[Stored items]
■ ■ ■ ■
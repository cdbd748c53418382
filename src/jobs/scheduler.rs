//! Rollup job scheduler
//!
//! Each tick asks every work source for its next ready unit, snapshots queue
//! occupancy, and enqueues candidates whose blocking job types are all
//! absent. The in-tick tally is bumped for each enqueued job so a later
//! candidate in the same tick sees it.

use dashmap::DashMap;
use std::collections::HashMap;
use std::sync::atomic::{AtomicU64, Ordering};
use std::sync::Arc;
use std::time::Duration;
use tokio::time::MissedTickBehavior;
use tracing::{debug, error, info};

use super::queue::JobQueue;
use super::sources::{Candidate, WorkSource};
use super::types::{Job, JobQueueName, JobType};
use crate::types::Result;

#[derive(Debug, Clone, Copy, PartialEq, Eq)]
pub enum ScheduleOutcome {
    Enqueued,
    /// The broker already holds this job id
    Duplicate,
    /// A blocking job type is queued or running
    Blocked { by: JobType },
}

#[derive(Debug, Clone, PartialEq, Eq)]
pub struct ScheduledJob {
    pub job_id: String,
    pub job_type: JobType,
    pub outcome: ScheduleOutcome,
}

#[derive(Debug, Clone, Default)]
pub struct TickReport {
    pub jobs: Vec<ScheduledJob>,
    /// Occupancy after this tick's enqueues
    pub tally: HashMap<JobType, u64>,
}

impl TickReport {
    pub fn outcome(&self, job_type: JobType) -> Option<ScheduleOutcome> {
        self.jobs
            .iter()
            .find(|j| j.job_type == job_type)
            .map(|j| j.outcome)
    }
}

/// Queue-depth counters published by the scheduler
#[derive(Debug, Default)]
pub struct SchedulerMetrics {
    pub ticks: AtomicU64,
    pub enqueued: AtomicU64,
    pub duplicates: AtomicU64,
    pub blocked: AtomicU64,
    depth: DashMap<JobQueueName, u64>,
}

impl SchedulerMetrics {
    pub fn new() -> Self {
        Self::default()
    }

    fn record(&self, report: &TickReport) {
        self.ticks.fetch_add(1, Ordering::Relaxed);
        for job in &report.jobs {
            let counter = match job.outcome {
                ScheduleOutcome::Enqueued => &self.enqueued,
                ScheduleOutcome::Duplicate => &self.duplicates,
                ScheduleOutcome::Blocked { .. } => &self.blocked,
            };
            counter.fetch_add(1, Ordering::Relaxed);
        }
        for queue in JobQueueName::ALL {
            let depth = report
                .tally
                .iter()
                .filter(|(t, _)| t.queue() == queue)
                .map(|(_, n)| *n)
                .sum();
            self.depth.insert(queue, depth);
        }
    }

    /// Last observed depth per queue
    pub fn depths(&self) -> Vec<(JobQueueName, u64)> {
        let mut depths: Vec<_> = self.depth.iter().map(|e| (*e.key(), *e.value())).collect();
        depths.sort();
        depths
    }
}

pub struct Scheduler {
    queue: Arc<dyn JobQueue>,
    sources: Vec<Arc<dyn WorkSource>>,
    metrics: Arc<SchedulerMetrics>,
}

impl Scheduler {
    pub fn new(
        queue: Arc<dyn JobQueue>,
        sources: Vec<Arc<dyn WorkSource>>,
        metrics: Arc<SchedulerMetrics>,
    ) -> Self {
        Self {
            queue,
            sources,
            metrics,
        }
    }

    pub async fn tick(&self) -> Result<TickReport> {
        let mut candidates: Vec<Candidate> = Vec::new();
        for source in &self.sources {
            match source.next_ready().await {
                Ok(Some(candidate)) => candidates.push(candidate),
                Ok(None) => {}
                Err(e) => error!(job_type = %source.job_type(), error = %e, "Work source failed"),
            }
        }

        let mut report = TickReport {
            jobs: Vec::with_capacity(candidates.len()),
            tally: self.queue.occupancy().await?,
        };

        for candidate in candidates {
            let job = Job::new(candidate.job_type, candidate.unique_id);
            let blocker = candidate
                .job_type
                .blocked_by()
                .iter()
                .copied()
                .find(|t| report.tally.get(t).copied().unwrap_or(0) > 0);

            let outcome = if let Some(by) = blocker {
                debug!(job_id = %job.id, blocked_by = %by, "Job blocked by dependency");
                ScheduleOutcome::Blocked { by }
            } else if self.queue.enqueue(&job).await? {
                *report.tally.entry(job.job_type).or_default() += 1;
                info!(job_id = %job.id, job_type = %job.job_type, "Enqueued job");
                ScheduleOutcome::Enqueued
            } else {
                debug!(job_id = %job.id, "Job already queued");
                ScheduleOutcome::Duplicate
            };
            report.jobs.push(ScheduledJob {
                job_id: job.id,
                job_type: job.job_type,
                outcome,
            });
        }

        self.metrics.record(&report);
        for (queue, depth) in self.metrics.depths() {
            debug!(queue = %queue, depth, "Queue depth");
        }
        Ok(report)
    }
}

pub fn spawn_scheduler_task(
    scheduler: Arc<Scheduler>,
    interval: Duration,
) -> tokio::task::JoinHandle<()> {
    tokio::spawn(async move {
        let mut interval_timer = tokio::time::interval(interval);
        interval_timer.set_missed_tick_behavior(MissedTickBehavior::Delay);
        loop {
            interval_timer.tick().await;
            if let Err(e) = scheduler.tick().await {
                error!(error = %e, "Scheduler tick failed");
            }
        }
    })
}

#[cfg(test)]
mod tests {
    use super::*;
    use crate::jobs::queue::MemoryJobQueue;
    use async_trait::async_trait;

    struct Fixed(Candidate);

    #[async_trait]
    impl WorkSource for Fixed {
        fn job_type(&self) -> JobType {
            self.0.job_type
        }
        async fn next_ready(&self) -> Result<Option<Candidate>> {
            Ok(Some(self.0))
        }
    }

    fn fixed(job_type: JobType, unique_id: u64) -> Arc<dyn WorkSource> {
        Arc::new(Fixed(Candidate {
            job_type,
            unique_id,
        }))
    }

    #[tokio::test]
    async fn test_candidate_sees_same_tick_enqueue() {
        let queue = Arc::new(MemoryJobQueue::new(Duration::from_secs(60)));
        let scheduler = Scheduler::new(
            queue.clone(),
            vec![
                fixed(JobType::Round1Rollup, 0),
                fixed(JobType::FinalizeRound1, 3),
            ],
            Arc::new(SchedulerMetrics::new()),
        );

        let report = scheduler.tick().await.unwrap();
        assert_eq!(report.outcome(JobType::Round1Rollup), Some(ScheduleOutcome::Enqueued));
        assert_eq!(
            report.outcome(JobType::FinalizeRound1),
            Some(ScheduleOutcome::Blocked {
                by: JobType::Round1Rollup
            })
        );
        assert_eq!(report.tally.get(&JobType::Round1Rollup), Some(&1));
    }

    #[tokio::test]
    async fn test_repeat_tick_is_duplicate() {
        let queue = Arc::new(MemoryJobQueue::new(Duration::from_secs(60)));
        let metrics = Arc::new(SchedulerMetrics::new());
        let scheduler = Scheduler::new(
            queue,
            vec![fixed(JobType::CommitteeRollup, 2)],
            metrics.clone(),
        );
        scheduler.tick().await.unwrap();
        let report = scheduler.tick().await.unwrap();
        assert_eq!(report.outcome(JobType::CommitteeRollup), Some(ScheduleOutcome::Duplicate));
        assert_eq!(metrics.enqueued.load(Ordering::Relaxed), 1);
        assert_eq!(metrics.duplicates.load(Ordering::Relaxed), 1);
        assert!(metrics.depths().contains(&(JobQueueName::Committee, 1)));
    }

    #[tokio::test]
    async fn test_completed_rollup_not_reoffered_before_confirmation() {
        use crate::db::schemas::CursorName;
        use crate::domain::{committee, CommitteeAction, DomainKind};
        use crate::jobs::sources::PendingRollup;
        use crate::ledger::MemoryLedger;
        use crate::store::{MemoryStore, MirrorStore};
        use crate::sync::Ingestor;

        let ledger = Arc::new(MemoryLedger::new());
        let create = CommitteeAction::Create {
            threshold: 1,
            members: vec!["pk".into()],
            ipfs_hash: String::new(),
        };
        ledger.push_action("committee", create.encode());
        let store = Arc::new(MemoryStore::new());
        Ingestor::new(store.clone(), ledger)
            .ingest(&committee::COMMITTEE, "committee")
            .await
            .unwrap();

        let queue = Arc::new(MemoryJobQueue::new(Duration::from_secs(2400)));
        let scheduler = Scheduler::new(
            queue.clone(),
            vec![Arc::new(PendingRollup::new(store.clone(), DomainKind::Committee))],
            Arc::new(SchedulerMetrics::new()),
        );
        let first = scheduler.tick().await.unwrap();
        assert_eq!(first.outcome(JobType::CommitteeRollup), Some(ScheduleOutcome::Enqueued));

        // The job succeeds but its rollup has not been observed on the ledger yet
        let job = queue.next(JobQueueName::Committee).await.unwrap();
        queue.complete(JobQueueName::Committee, &job.id).await;
        let again = scheduler.tick().await.unwrap();
        assert_eq!(again.outcome(JobType::CommitteeRollup), Some(ScheduleOutcome::Duplicate));

        store
            .advance_cursor(DomainKind::Committee, CursorName::Watermark, 0)
            .await
            .unwrap();
        let confirmed = scheduler.tick().await.unwrap();
        assert_eq!(confirmed.outcome(JobType::CommitteeRollup), None);
    }
}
■ ■ ■ ■
# Exercise brief:
Reproduce exactly the lines above from the line with "let mut interval_timer" to the line with "use super::*;", including both, and add nothing.

# Exercise answer:
        let mut interval_timer = tokio::time::interval(interval);
        interval_timer.set_missed_tick_behavior(MissedTickBehavior::Delay);
        loop {
            interval_timer.tick().await;
            if let Err(e) = scheduler.tick().await {
                error!(error = %e, "Scheduler tick failed");
            }
        }
    })
}

#[cfg(test)]
mod tests {
    use super::*;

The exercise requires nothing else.